Mendelssohn, a dispetto dell’etichetta di «romantico felice» coniata da Massimo Mila, non fu immune da crisi creative fatte di dubbi, rifacimenti e incompiute. Le stesse che segnarono la breve e fecondissima vita di Schubert, in particolare in quel 1820 che vide nascere il Quartettsatz in do minore. Primo tempo di un incompiuto dodicesimo Quartetto (rimane l’abbozzo del secondo movimento, quarantuno battute di Andante in la bemolle maggiore), questo Allegro assai resta superbamente autonomo nella sua potente, inesorabile drammaticità.
Puccini era all’inizio della carriera quando il 18 gennaio 1890 compose l’elegia per quartetto Crisantemi. Emozionante per l’assunto ispiratore, la morte prematura del duca Amedeo d’Aosta, lo è ancor più come serbatoio di idee per il tragico finale del primo capolavoro teatrale, Manon. Come è caratteristico di Puccini, l’invenzione musicale incarna la forma pura di un sentimento e non uno specifico concetto verbale, che veniva identificato solo a posteriori.
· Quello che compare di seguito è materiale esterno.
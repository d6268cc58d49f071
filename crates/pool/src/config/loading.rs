use std::path::{Path, PathBuf};
use std::time::Duration;

use tracing::warn;

use crate::error::PoolError;

use super::types::{BackendConfig, PoolConfig, PoolSettings, WorkerCountPolicy};

impl PoolConfig {
    /// Parse config from a TOML string, then apply env overrides and validate.
    pub fn from_toml(toml_str: &str) -> Result<Self, PoolError> {
        let mut config: Self = toml::from_str(toml_str)?;
        config.apply_env_overrides()?;
        config.validate()?;
        Ok(config)
    }

    /// Load config from a file path.
    pub fn from_file(path: impl AsRef<Path>) -> Result<Self, PoolError> {
        let content = std::fs::read_to_string(path.as_ref())?;
        Self::from_toml(&content)
    }

    /// Defaults plus env overrides, for hosts without a config file.
    pub fn from_env() -> Result<Self, PoolError> {
        let mut config = Self::default();
        config.apply_env_overrides()?;
        config.validate()?;
        Ok(config)
    }

    /// Config for a process-backed pool running `binary`.
    pub fn process(binary: impl Into<PathBuf>) -> Self {
        Self {
            backend: BackendConfig::Process {
                binary: binary.into(),
                args: Vec::new(),
            },
            ..Self::default()
        }
    }

    /// Apply defaults and clamping.
    ///
    /// `policy` supplies `max_workers` when the config leaves it unset.
    /// `min_workers` above `max_workers` is clamped, not rejected.
    pub fn resolve(&self, policy: WorkerCountPolicy, parallelism: usize) -> PoolSettings {
        let max_workers = self.max_workers.unwrap_or_else(|| policy(parallelism)).max(1);
        let min_workers = if self.min_workers > max_workers {
            warn!(
                min_workers = self.min_workers,
                max_workers, "min_workers exceeds max_workers, clamping"
            );
            max_workers
        } else {
            self.min_workers
        };

        PoolSettings {
            max_workers,
            min_workers,
            idle_timeout: Duration::from_millis(self.idle_timeout_ms),
            use_main_thread: self.use_main_thread,
            terminate_grace: Duration::from_millis(self.terminate_grace_ms),
        }
    }

    // ── Environment variable overrides ──────────────────────────────

    /// Apply environment variable overrides.
    ///
    /// - `JOBSYS_MAX_WORKERS` -> `max_workers`
    /// - `JOBSYS_MIN_WORKERS` -> `min_workers`
    /// - `JOBSYS_IDLE_TIMEOUT_MS` -> `idle_timeout_ms`
    /// - `JOBSYS_USE_MAIN_THREAD` -> `use_main_thread`
    /// - `JOBSYS_WORKER_BINARY` -> `backend = process` with that binary
    pub fn apply_env_overrides(&mut self) -> Result<(), PoolError> {
        self.apply_overrides_from(|key| std::env::var(key).ok())
    }

    pub(crate) fn apply_overrides_from(
        &mut self,
        lookup: impl Fn(&str) -> Option<String>,
    ) -> Result<(), PoolError> {
        if let Some(v) = lookup("JOBSYS_MAX_WORKERS") {
            self.max_workers = Some(parse_override("JOBSYS_MAX_WORKERS", &v)?);
        }
        if let Some(v) = lookup("JOBSYS_MIN_WORKERS") {
            self.min_workers = parse_override("JOBSYS_MIN_WORKERS", &v)?;
        }
        if let Some(v) = lookup("JOBSYS_IDLE_TIMEOUT_MS") {
            self.idle_timeout_ms = parse_override("JOBSYS_IDLE_TIMEOUT_MS", &v)?;
        }
        if let Some(v) = lookup("JOBSYS_USE_MAIN_THREAD") {
            self.use_main_thread = parse_override("JOBSYS_USE_MAIN_THREAD", &v)?;
        }
        if let Some(v) = lookup("JOBSYS_WORKER_BINARY") {
            let args = match &self.backend {
                BackendConfig::Process { args, .. } => args.clone(),
                BackendConfig::Thread => Vec::new(),
            };
            self.backend = BackendConfig::Process {
                binary: PathBuf::from(v),
                args,
            };
        }
        Ok(())
    }
}

fn parse_override<T: std::str::FromStr>(key: &str, value: &str) -> Result<T, PoolError>
where
    T::Err: std::fmt::Display,
{
    value
        .trim()
        .parse()
        .map_err(|e| PoolError::Config(format!("{key}={value:?} is invalid: {e}")))
}
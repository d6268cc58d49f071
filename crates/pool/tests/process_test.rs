//! Integration tests for the process backend.
//!
//! Each slot is a `jobsys-worker` child process talking JSON lines over
//! stdio, so these exercise the full boundary: encode, pipe, decode,
//! execute, and correlation of the replies.

use std::time::Duration;

use serde_json::{json, Value};
use tokio::time::timeout;

use jobsys_pool::builtin::{self, Fibonacci};
use jobsys_pool::{
    BackendConfig, JobError, JobHandle, JobSpec, JobState, Pool, PoolConfig, Transferable,
};

const TIMEOUT: Duration = Duration::from_secs(10);
const WORKER: &str = env!("CARGO_BIN_EXE_jobsys-worker");

fn process_pool(max: usize) -> Pool {
    let config = PoolConfig {
        max_workers: Some(max),
        terminate_grace_ms: 1_000,
        ..PoolConfig::process(WORKER)
    };
    Pool::new(config, builtin::registry()).unwrap()
}

#[tokio::test(flavor = "multi_thread")]
async fn multiply_in_worker_process() {
    let pool = process_pool(2);
    let handle: JobHandle<i64> = pool
        .schedule(JobSpec::new("multiply").payload(&json!({ "a": 3, "b": 20 })))
        .unwrap();

    assert_eq!(timeout(TIMEOUT, handle.complete()).await.unwrap(), Ok(60));
    timeout(TIMEOUT, pool.shutdown(true)).await.unwrap();
}

#[tokio::test(flavor = "multi_thread")]
async fn jobs_run_outside_the_caller_process() {
    let pool = process_pool(1);
    let pid: JobHandle<u32> = pool.schedule(JobSpec::new("pid")).unwrap();

    let pid = timeout(TIMEOUT, pid.complete()).await.unwrap().unwrap();
    assert_ne!(pid, std::process::id());
    timeout(TIMEOUT, pool.shutdown(true)).await.unwrap();
}

#[tokio::test(flavor = "multi_thread")]
async fn errors_cross_the_boundary_as_message_and_stack() {
    let pool = process_pool(1);
    let handle: JobHandle<()> = pool.schedule(JobSpec::new("fail")).unwrap();

    let err = timeout(TIMEOUT, handle.complete()).await.unwrap().unwrap_err();
    assert_eq!(err.message(), "Fail");
    let record = err.record().expect("execution error");
    assert!(record.stack.contains("Fail"));
    timeout(TIMEOUT, pool.shutdown(true)).await.unwrap();
}

#[tokio::test(flavor = "multi_thread")]
async fn payloads_and_transfers_round_the_pipe() {
    let pool = process_pool(2);

    let echo: JobHandle<Value> = pool
        .schedule(JobSpec::new("echo").payload(&json!({ "nested": [1, "two", null] })))
        .unwrap();
    let sum: JobHandle<u64> = pool
        .schedule(JobSpec::new("checksum").transfer([Transferable::new(vec![250, 5])]))
        .unwrap();
    let fib = pool.schedule_job(Fibonacci { n: 30 }).unwrap();

    assert_eq!(
        timeout(TIMEOUT, echo.complete()).await.unwrap(),
        Ok(json!({ "nested": [1, "two", null] }))
    );
    assert_eq!(timeout(TIMEOUT, sum.complete()).await.unwrap(), Ok(255));
    assert_eq!(timeout(TIMEOUT, fib.complete()).await.unwrap(), Ok(832_040));
    timeout(TIMEOUT, pool.shutdown(true)).await.unwrap();
}

#[tokio::test(flavor = "multi_thread")]
async fn worker_exit_mid_dispatch_is_contained() {
    let pool = process_pool(1);
    let doomed: JobHandle<()> = pool.schedule(JobSpec::new("exit_process")).unwrap();

    let err = timeout(TIMEOUT, doomed.complete()).await.unwrap().unwrap_err();
    assert!(matches!(err, JobError::Protocol(_)));
    assert_eq!(doomed.state(), JobState::Failed);

    // a replacement worker takes the next job
    let handle: JobHandle<i64> = pool
        .schedule(JobSpec::new("multiply").payload(&json!({ "a": 2, "b": 21 })))
        .unwrap();
    assert_eq!(timeout(TIMEOUT, handle.complete()).await.unwrap(), Ok(42));

    let stats = pool.stats().await;
    assert_eq!(stats.spawned, 2);
    assert_eq!(stats.slot_count(), 1);
    timeout(TIMEOUT, pool.shutdown(true)).await.unwrap();
}

#[tokio::test(flavor = "multi_thread")]
async fn malformed_worker_output_fails_owed_jobs() {
    let config = PoolConfig {
        max_workers: Some(1),
        terminate_grace_ms: 200,
        backend: BackendConfig::Process {
            binary: "sh".into(),
            args: vec!["-c".into(), "read line; echo not-json; sleep 5".into()],
        },
        ..PoolConfig::default()
    };
    let pool = Pool::new(config, builtin::registry()).unwrap();
    let handle: JobHandle<Value> = pool.schedule(JobSpec::new("echo")).unwrap();

    let err = timeout(TIMEOUT, handle.complete()).await.unwrap().unwrap_err();
    assert!(matches!(err, JobError::Protocol(_)));
    assert!(err.message().contains("malformed worker output"));
    assert_eq!(pool.stats().await.slot_count(), 0);
    timeout(TIMEOUT, pool.shutdown(true)).await.unwrap();
}

#[tokio::test(flavor = "multi_thread")]
async fn shutdown_stops_worker_processes() {
    let pool = Pool::new(
        PoolConfig {
            min_workers: 2,
            max_workers: Some(2),
            ..PoolConfig::process(WORKER)
        },
        builtin::registry(),
    )
    .unwrap();
    assert_eq!(pool.stats().await.slot_count(), 2);

    timeout(TIMEOUT, pool.shutdown(false)).await.unwrap();
    assert!(pool.stats().await.terminated);
}

#[tokio::test]
async fn missing_worker_binary_fails_construction() {
    let config = PoolConfig {
        min_workers: 1,
        max_workers: Some(1),
        backend: BackendConfig::Process {
            binary: "/nonexistent/jobsys-worker".into(),
            args: Vec::new(),
        },
        ..PoolConfig::default()
    };
    assert!(Pool::new(config, builtin::registry()).is_err());
}
//! The pool's control task.
//!
//! One Tokio task owns every slot, counter and timer. Callers, contexts,
//! timers and the main-thread runner only ever send it [`Command`]s, so
//! the bookkeeping is single-threaded even though workers run in parallel.

mod dispatch;
mod lifecycle;

use std::collections::HashMap;
use std::sync::Arc;

use jobsys_core::{ErrorRecord, Registry, Response};
use serde_json::Value;
use tokio::sync::{mpsc, oneshot};
use tokio::task::JoinHandle;
use tracing::{debug, info};

use crate::config::PoolSettings;
use crate::context::{ContextFactory, WorkerContext};
use crate::error::JobError;
use crate::handle::{Dependency, HandleCell};
use crate::job::PreparedJob;
use crate::main_thread::MainThreadRunner;
use crate::slot::{SlotId, WorkerSlot};
use crate::stats::{PoolStats, SlotStats};

pub(crate) const SHUTDOWN_REASON: &str = "worker terminated by pool shutdown";

pub(crate) enum Command {
    /// A freshly accepted job, counted in flight from here on.
    Submit {
        job: PreparedJob,
        dependencies: Vec<Dependency>,
    },
    /// A dependency-gated job whose dependencies all settled.
    Ready { seq: u64, job: PreparedJob },
    Response {
        slot: SlotId,
        response: Response,
    },
    ContextExited {
        slot: SlotId,
        reason: String,
    },
    MainThreadDone {
        cell: Arc<HandleCell>,
        outcome: Result<Value, ErrorRecord>,
    },
    IdleExpired {
        slot: SlotId,
        generation: u64,
    },
    WhenIdle(oneshot::Sender<()>),
    Stats(oneshot::Sender<PoolStats>),
    Resize {
        max_workers: usize,
    },
    /// Stop the loop. The contexts go to the sender for termination, or are
    /// terminated in the background when nobody waits.
    Shutdown(Option<oneshot::Sender<Vec<Box<dyn WorkerContext>>>>),
}

#[derive(Debug, Default)]
struct Counters {
    dispatched: u64,
    succeeded: u64,
    failed: u64,
    spawned: u64,
    evicted: u64,
}

/// A job parked until its dependencies settle.
struct Waiting {
    cell: Arc<HandleCell>,
    task: JoinHandle<()>,
}

pub(crate) struct ControlLoop {
    settings: PoolSettings,
    factory: Arc<dyn ContextFactory>,
    slots: Vec<WorkerSlot>,
    next_slot_id: SlotId,
    main: MainThreadRunner,
    /// Accepted jobs not yet settled. Zero means quiescent.
    in_flight: usize,
    idle_waiters: Vec<oneshot::Sender<()>>,
    waiting: HashMap<u64, Waiting>,
    next_seq: u64,
    counters: Counters,
    tx: mpsc::WeakUnboundedSender<Command>,
}

impl ControlLoop {
    pub fn new(
        settings: PoolSettings,
        factory: Arc<dyn ContextFactory>,
        registry: Arc<Registry>,
        tx: &mpsc::UnboundedSender<Command>,
    ) -> Self {
        Self {
            settings,
            factory,
            slots: Vec::new(),
            next_slot_id: 0,
            main: MainThreadRunner::new(registry),
            in_flight: 0,
            idle_waiters: Vec::new(),
            waiting: HashMap::new(),
            next_seq: 0,
            counters: Counters::default(),
            tx: tx.downgrade(),
        }
    }

    pub async fn run(mut self, mut rx: mpsc::UnboundedReceiver<Command>) {
        while let Some(cmd) = rx.recv().await {
            match cmd {
                Command::Submit { job, dependencies } => self.submit(job, dependencies),
                Command::Ready { seq, job } => {
                    self.waiting.remove(&seq);
                    self.dispatch(job);
                }
                Command::Response { slot, response } => self.on_response(slot, response),
                Command::ContextExited { slot, reason } => self.on_context_exited(slot, &reason),
                Command::MainThreadDone { cell, outcome } => {
                    self.main.finish();
                    self.settle(&cell, outcome.map_err(JobError::from));
                }
                Command::IdleExpired { slot, generation } => {
                    self.on_idle_expired(slot, generation)
                }
                Command::WhenIdle(waiter) => {
                    if self.in_flight == 0 {
                        let _ = waiter.send(());
                    } else {
                        self.idle_waiters.push(waiter);
                    }
                }
                Command::Stats(reply) => {
                    let _ = reply.send(self.stats());
                }
                Command::Resize { max_workers } => self.resize(max_workers),
                Command::Shutdown(reply) => {
                    let contexts = self.shutdown();
                    let unclaimed = match reply {
                        Some(reply) => reply.send(contexts).err(),
                        None => Some(contexts),
                    };
                    if let Some(contexts) = unclaimed {
                        tokio::spawn(terminate_all(contexts));
                    }
                    break;
                }
            }
        }

        // Main-thread jobs cannot be recalled. Keep counting them so
        // quiescence waiters see them settle.
        while self.main.active() > 0 {
            match rx.recv().await {
                Some(cmd) => self.after_shutdown(cmd),
                None => break,
            }
        }

        // Settle whatever was queued behind the shutdown.
        rx.close();
        while let Ok(cmd) = rx.try_recv() {
            self.after_shutdown(cmd);
        }
        info!("pool control loop stopped");
    }

    fn submit(&mut self, job: PreparedJob, dependencies: Vec<Dependency>) {
        self.in_flight += 1;

        let pending: Vec<Dependency> = dependencies
            .into_iter()
            .filter(|d| !d.state().is_terminal())
            .collect();
        if pending.is_empty() {
            self.dispatch(job);
            return;
        }

        let seq = self.next_seq;
        self.next_seq += 1;
        debug!(seq, handler = %job.handler, dependencies = pending.len(), "job waiting on dependencies");

        let cell = Arc::clone(&job.cell);
        let tx = self.tx.clone();
        let task = tokio::spawn(async move {
            // Settlement, success or failure, unblocks the job.
            futures::future::join_all(pending.iter().map(|d| d.settled())).await;

            let cmd = Command::Ready { seq, job };
            let unsent = match tx.upgrade() {
                Some(tx) => tx.send(cmd).err().map(|e| e.0),
                None => Some(cmd),
            };
            if let Some(Command::Ready { job, .. }) = unsent {
                job.cell
                    .resolve(Err(JobError::Protocol(SHUTDOWN_REASON.to_string())));
            }
        });
        self.waiting.insert(seq, Waiting { cell, task });
    }

    /// Terminal transition for a job the loop was tracking.
    fn settle(&mut self, cell: &HandleCell, outcome: Result<Value, JobError>) {
        if outcome.is_ok() {
            self.counters.succeeded += 1;
        } else {
            self.counters.failed += 1;
        }
        cell.resolve(outcome);

        self.in_flight = self.in_flight.saturating_sub(1);
        if self.in_flight == 0 {
            debug!(waiters = self.idle_waiters.len(), "pool quiescent");
            for waiter in self.idle_waiters.drain(..) {
                let _ = waiter.send(());
            }
        }
    }

    fn stats(&self) -> PoolStats {
        PoolStats {
            slots: self
                .slots
                .iter()
                .map(|s| SlotStats {
                    id: s.id(),
                    active: s.active(),
                    dispatched: s.dispatched(),
                    idle_timer_armed: s.has_idle_timer(),
                })
                .collect(),
            max_workers: self.settings.max_workers,
            main_thread_active: self.main.active(),
            in_flight: self.in_flight,
            dispatched: self.counters.dispatched,
            succeeded: self.counters.succeeded,
            failed: self.counters.failed,
            spawned: self.counters.spawned,
            evicted: self.counters.evicted,
            terminated: false,
        }
    }

    fn after_shutdown(&mut self, cmd: Command) {
        match cmd {
            Command::Submit { job, .. } | Command::Ready { job, .. } => {
                job.cell
                    .resolve(Err(JobError::Protocol(SHUTDOWN_REASON.to_string())));
            }
            Command::MainThreadDone { cell, outcome } => {
                self.main.finish();
                self.settle(&cell, outcome.map_err(JobError::from));
            }
            Command::WhenIdle(waiter) => {
                if self.in_flight == 0 {
                    let _ = waiter.send(());
                } else {
                    self.idle_waiters.push(waiter);
                }
            }
            Command::Stats(reply) => {
                let _ = reply.send(self.stats());
            }
            Command::Shutdown(Some(reply)) => {
                let _ = reply.send(Vec::new());
            }
            _ => {}
        }
    }
}

/// Terminate contexts in parallel and wait for all of them.
pub(crate) async fn terminate_all(contexts: Vec<Box<dyn WorkerContext>>) {
    futures::future::join_all(contexts.into_iter().map(|c| c.terminate())).await;
}
//! Handler registry: stable job-type ids mapped to compiled handlers.
//!
//! Jobs cross the worker boundary as `{handler, payload}` data. Both the
//! scheduling process and every worker build the same [`Registry`], so a
//! handler id resolves to the same code on either side.

use std::collections::HashMap;
use std::fmt;
use std::sync::Arc;

use anyhow::Context;
use serde::de::DeserializeOwned;
use serde::Serialize;
use serde_json::Value;

use crate::message::Transferable;

/// Input handed to a handler on the worker side.
#[derive(Debug, Default)]
pub struct Invocation {
    pub payload: Value,
    pub transfer: Vec<Transferable>,
}

/// Type-erased handler stored in the registry.
pub type HandlerFn = dyn Fn(Invocation) -> anyhow::Result<Value> + Send + Sync;

/// A stateful job: its serialized fields are the payload, [`Job::execute`]
/// is the behavior.
pub trait Job: Serialize + DeserializeOwned + Send + 'static {
    /// Handler id under which the job type is registered.
    const NAME: &'static str;

    type Output: Serialize + DeserializeOwned;

    fn execute(self, transfer: Vec<Transferable>) -> anyhow::Result<Self::Output>;

    /// Move transferable buffers out of the job before it is serialized.
    fn take_transfer(&mut self) -> Vec<Transferable> {
        Vec::new()
    }
}

#[derive(Clone, Default)]
pub struct Registry {
    handlers: HashMap<String, Arc<HandlerFn>>,
}

impl Registry {
    pub fn new() -> Self {
        Self::default()
    }

    /// Register a handler that sees the raw payload and transfer list.
    pub fn with_raw<F>(mut self, name: impl Into<String>, handler: F) -> Self
    where
        F: Fn(Invocation) -> anyhow::Result<Value> + Send + Sync + 'static,
    {
        self.handlers.insert(name.into(), Arc::new(handler));
        self
    }

    /// Register a typed function job. The payload is deserialized into `P`
    /// and the return value serialized back.
    pub fn with_fn<P, R, F>(self, name: impl Into<String>, handler: F) -> Self
    where
        P: DeserializeOwned,
        R: Serialize,
        F: Fn(P) -> anyhow::Result<R> + Send + Sync + 'static,
    {
        let name = name.into();
        let label = name.clone();
        self.with_raw(name, move |inv: Invocation| {
            let input: P = serde_json::from_value(inv.payload)
                .with_context(|| format!("invalid payload for `{label}`"))?;
            let output = handler(input)?;
            Ok(serde_json::to_value(output)?)
        })
    }

    /// Register a stateful [`Job`] type under [`Job::NAME`].
    pub fn with_job<J: Job>(self) -> Self {
        self.with_raw(J::NAME, |inv: Invocation| {
            let job: J = serde_json::from_value(inv.payload)
                .with_context(|| format!("invalid state for job `{}`", J::NAME))?;
            let output = job.execute(inv.transfer)?;
            Ok(serde_json::to_value(output)?)
        })
    }

    pub fn contains(&self, name: &str) -> bool {
        self.handlers.contains_key(name)
    }

    pub fn get(&self, name: &str) -> Option<&Arc<HandlerFn>> {
        self.handlers.get(name)
    }

    /// Registered handler ids, sorted.
    pub fn names(&self) -> Vec<&str> {
        let mut names: Vec<&str> = self.handlers.keys().map(String::as_str).collect();
        names.sort_unstable();
        names
    }

    pub fn len(&self) -> usize {
        self.handlers.len()
    }

    pub fn is_empty(&self) -> bool {
        self.handlers.is_empty()
    }
}

impl fmt::Debug for Registry {
    fn fmt(&self, f: &mut fmt::Formatter<'_>) -> fmt::Result {
        f.debug_struct("Registry")
            .field("handlers", &self.names())
            .finish()
    }
}

#[cfg(test)]
mod tests {
    use super::*;
    use serde::Deserialize;
    use serde_json::json;

    #[derive(Deserialize)]
    struct Mul {
        a: i64,
        b: i64,
    }

    #[derive(Serialize, Deserialize)]
    struct Concat {
        prefix: String,
        #[serde(skip)]
        buffers: Vec<Transferable>,
    }

    impl Job for Concat {
        const NAME: &'static str = "concat";
        type Output = String;

        fn execute(self, transfer: Vec<Transferable>) -> anyhow::Result<String> {
            let total: usize = transfer.iter().map(Transferable::len).sum();
            Ok(format!("{}{}", self.prefix, total))
        }

        fn take_transfer(&mut self) -> Vec<Transferable> {
            std::mem::take(&mut self.buffers)
        }
    }

    fn call(reg: &Registry, name: &str, inv: Invocation) -> anyhow::Result<Value> {
        (reg.get(name).expect("registered"))(inv)
    }

    #[test]
    fn typed_fn_round_trips_payload() {
        let reg = Registry::new().with_fn("multiply", |m: Mul| Ok(m.a * m.b));
        let out = call(
            &reg,
            "multiply",
            Invocation {
                payload: json!({"a": 3, "b": 20}),
                ..Default::default()
            },
        )
        .unwrap();
        assert_eq!(out, json!(60));
    }

    #[test]
    fn bad_payload_is_a_handler_error() {
        let reg = Registry::new().with_fn("multiply", |m: Mul| Ok(m.a * m.b));
        let err = call(
            &reg,
            "multiply",
            Invocation {
                payload: json!("nope"),
                ..Default::default()
            },
        )
        .unwrap_err();
        assert!(err.to_string().contains("multiply"));
    }

    #[test]
    fn stateful_job_receives_transfers() {
        let reg = Registry::new().with_job::<Concat>();
        let mut job = Concat {
            prefix: "bytes=".into(),
            buffers: vec![Transferable::new(vec![0; 4]), Transferable::new(vec![0; 6])],
        };
        let transfer = job.take_transfer();
        assert!(job.buffers.is_empty());

        let out = call(
            &reg,
            "concat",
            Invocation {
                payload: serde_json::to_value(&job).unwrap(),
                transfer,
            },
        )
        .unwrap();
        assert_eq!(out, json!("bytes=10"));
    }

    #[test]
    fn names_are_sorted() {
        let reg = Registry::new()
            .with_fn("b", |(): ()| Ok(()))
            .with_fn("a", |(): ()| Ok(()));
        assert_eq!(reg.names(), vec!["a", "b"]);
        assert_eq!(reg.len(), 2);
        assert!(reg.contains("a"));
        assert!(!reg.contains("c"));
    }
}
use super::types::{BackendConfig, PoolConfig};
use crate::error::PoolError;

impl PoolConfig {
    /// Validate ranges that serde cannot express.
    pub fn validate(&self) -> Result<(), PoolError> {
        self.validate_max_workers()?;
        self.validate_backend()?;
        Ok(())
    }

    fn validate_max_workers(&self) -> Result<(), PoolError> {
        if self.max_workers == Some(0) {
            return Err(PoolError::Config(
                "max_workers must be at least 1".to_string(),
            ));
        }
        Ok(())
    }

    fn validate_backend(&self) -> Result<(), PoolError> {
        match &self.backend {
            BackendConfig::Thread => Ok(()),
            BackendConfig::Process { binary, .. } if binary.as_os_str().is_empty() => Err(
                PoolError::Config("process backend requires a worker binary".to_string()),
            ),
            BackendConfig::Process { .. } => Ok(()),
        }
    }
}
I due Valzer di Dvořák sono la versione per archi del primo e quarto compresi nella raccolta per pianoforte del 1880. Omaggio slavo all’asburgico re dei balli, con la loro seducente ebbrezza rotatoria invitano ad abbandonare la seriosa compostezza delle sale da concerto. A farci dimenticare ogni convenzione provvede Werner Thomas-Mifune. A dispetto del blasone che lo dice figlio di un Thomaskantor, un successore di Bach a Lipsia, ci regala un’irresistibile contaminazione tra papà Haydn e celebri citazioni latino-americane. Al confronto, lo Stravinskij del Tango, dall’originale per pianoforte del 1940, è un vero classico nell’adesione rigorosa al genere e nell’asciuttezza con cui l’ossessivo sincopato ne decanta l’afflato passionale. Ancor più irriverente di Thomas-Mifune, Wolfgang Schröder se la prende con Mozart e trasforma la classicissima Nacth-musik in una Lach-musik: una musica tutta da ridere: una collana di citazioni, tanto più inaspettate quanto più il tessuto compositivo le rende logicamente conseguenti.
Chiude Šostakovič, con la versione per quartetto (1931) di due pagine che ne rivelano i volti complementari: l’intensità lirica nell’Elegia, che nella Lady Macbeth del distretto di Mcensk è l’aria di Katerina nella terza scena del primo atto; la frenesia motoria nella Polka, che pure compare anche in un lavoro teatrale, il balletto L’età dell’oro.